The Dec. 23 deposits build on earlier posts in which Gallic described a methodical unwind rather than a one-off dump. On Nov. 9, he said bitcoins “once belonging to BTC-E cofounder Aleksey Bilyuchenko are slowly being sold off through unknown exchanges,” citing 110 BTC deposited over two days.
That Nov. 9 note also emphasized uncertainty around who is actually controlling the funds. “Unclear if he’s still jailed in Russia or in control of these funds, but Moscow courts have seized most of his other assets,” Gallic wrote.

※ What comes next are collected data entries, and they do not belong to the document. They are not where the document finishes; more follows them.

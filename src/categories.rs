//! Product categories.

use rusqlite::{params, Connection, OptionalExtension};
use serde_json::{json, Value};
use tracing::info;

use crate::db::{self, DbState};
use crate::error::{AppError, AppResult};
use crate::models::Category;
use crate::sync::{self, SyncOperation};
use crate::validation::{existing_id, require_fields, required_string, resolve_id};

const SYNC_ENTITY: &str = "category";

pub fn list(db: &DbState) -> AppResult<Vec<Category>> {
    let conn = db.lock()?;
    let mut stmt = conn.prepare("SELECT id, name FROM categories ORDER BY name ASC")?;
    let categories = stmt
        .query_map([], |row| {
            Ok(Category {
                id: row.get(0)?,
                name: row.get(1)?,
            })
        })?
        .collect::<Result<Vec<_>, _>>()?;
    Ok(categories)
}

fn find(conn: &Connection, id: &str) -> AppResult<Option<Category>> {
    Ok(conn
        .query_row(
            "SELECT id, name FROM categories WHERE id = ?1",
            params![id],
            |row| {
                Ok(Category {
                    id: row.get(0)?,
                    name: row.get(1)?,
                })
            },
        )
        .optional()?)
}

pub fn create(db: &DbState, payload: &Value) -> AppResult<Category> {
    require_fields(payload, &["name"])?;
    let category = Category {
        id: resolve_id(payload)?,
        name: required_string(payload, "name")?,
    };

    let conn = db.lock()?;
    db::with_transaction(&conn, |tx| {
        tx.execute(
            "INSERT INTO categories (id, name) VALUES (?1, ?2)",
            params![category.id, category.name],
        )?;
        sync::enqueue(tx, SYNC_ENTITY, &category.id, SyncOperation::Insert, &json!(category))
    })?;

    info!(category_id = %category.id, "Category created");
    Ok(category)
}

pub fn update(db: &DbState, payload: &Value) -> AppResult<Category> {
    require_fields(payload, &["id", "name"])?;
    let category = Category {
        id: existing_id(payload.get("id").and_then(Value::as_str))?,
        name: required_string(payload, "name")?,
    };

    let conn = db.lock()?;
    db::with_transaction(&conn, |tx| {
        let changed = tx.execute(
            "UPDATE categories SET name = ?1 WHERE id = ?2",
            params![category.name, category.id],
        )?;
        if changed == 0 {
            return Err(AppError::NotFound("Category not found".into()));
        }
        sync::enqueue(tx, SYNC_ENTITY, &category.id, SyncOperation::Update, &json!(category))
    })?;

    Ok(category)
}

pub fn delete(db: &DbState, id: Option<&str>) -> AppResult<String> {
    let id = existing_id(id)?;
    let conn = db.lock()?;
    db::with_transaction(&conn, |tx| {
        if find(tx, &id)?.is_none() {
            return Err(AppError::NotFound("Category not found".into()));
        }
        tx.execute("DELETE FROM categories WHERE id = ?1", params![id])?;
        sync::enqueue(tx, SYNC_ENTITY, &id, SyncOperation::Delete, &json!({ "id": id }))
    })?;

    info!(category_id = %id, "Category deleted");
    Ok(id)
}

The repeated use of “unknown exchanges” suggests the destination clusters are not cleanly attributable to major, labeled venues in the datasets Gallic is using. For market participants, that makes the FLOW harder to handicap: deposits can signal intent to sell, but the execution path is less transparent than transfers into well-known exchange wallets.
In an Oct. 17 post, Gallic went further, alleging that “almost 8K BTC … related to the WEX/BTCE case are controlled by Russian authorities,” including “the 6.5K BTC that moved earlier today.” He attributed that control to a specific unit—“3rd department of the 2nd service of the CSS of the FSB”—and linked to a Russian-language investigative article.
Who Is Bilyuchenko?
In Russia, Bilyuchenko has faced a separate WEX-related criminal case that has already produced a conviction. On March 18, 2024, the Moscow City Court upheld an earlier guilty verdict against Alexey Bilyuchenko, described in local reporting as a system administrator of the WEX exchange.
Bilyuchenko was accused of embezzling 3.1 billion rubles in WEX assets; the Meshchansky District Court sentenced him in September 2023 to 3.5 years in prison and a 500,000-ruble fine, and the appeal court left that decision in place, bringing the verdict into legal force.
In the United States, the posture is different: prosecutors have unsealed charges. The case is still ongoing. In June 2023, the Department of Justice announced the unsealing of charges against Bilyuchenko and Aleksandr Verner in the Southern District of New York, accusing them of conspiring to launder approximately 647,000 bitcoin tied to the 2011 Mt. Gox hack. The SDNY indictment charges both men with conspiracy to commit money laundering, carrying a maximum potential penalty of 20 years in prison.
Separately, Bilyuchenko is charged in the Northern District of California with conspiracy to commit money laundering and operating an unlicensed money services business, tied to allegations that he worked with Alexander Vinnik and others to operate BTC-e from 2011 until it was shut down in July 2017. DOJ listed a maximum potential penalty of 25 years on those NDCA charges.
At press time, BTC traded at $87,756.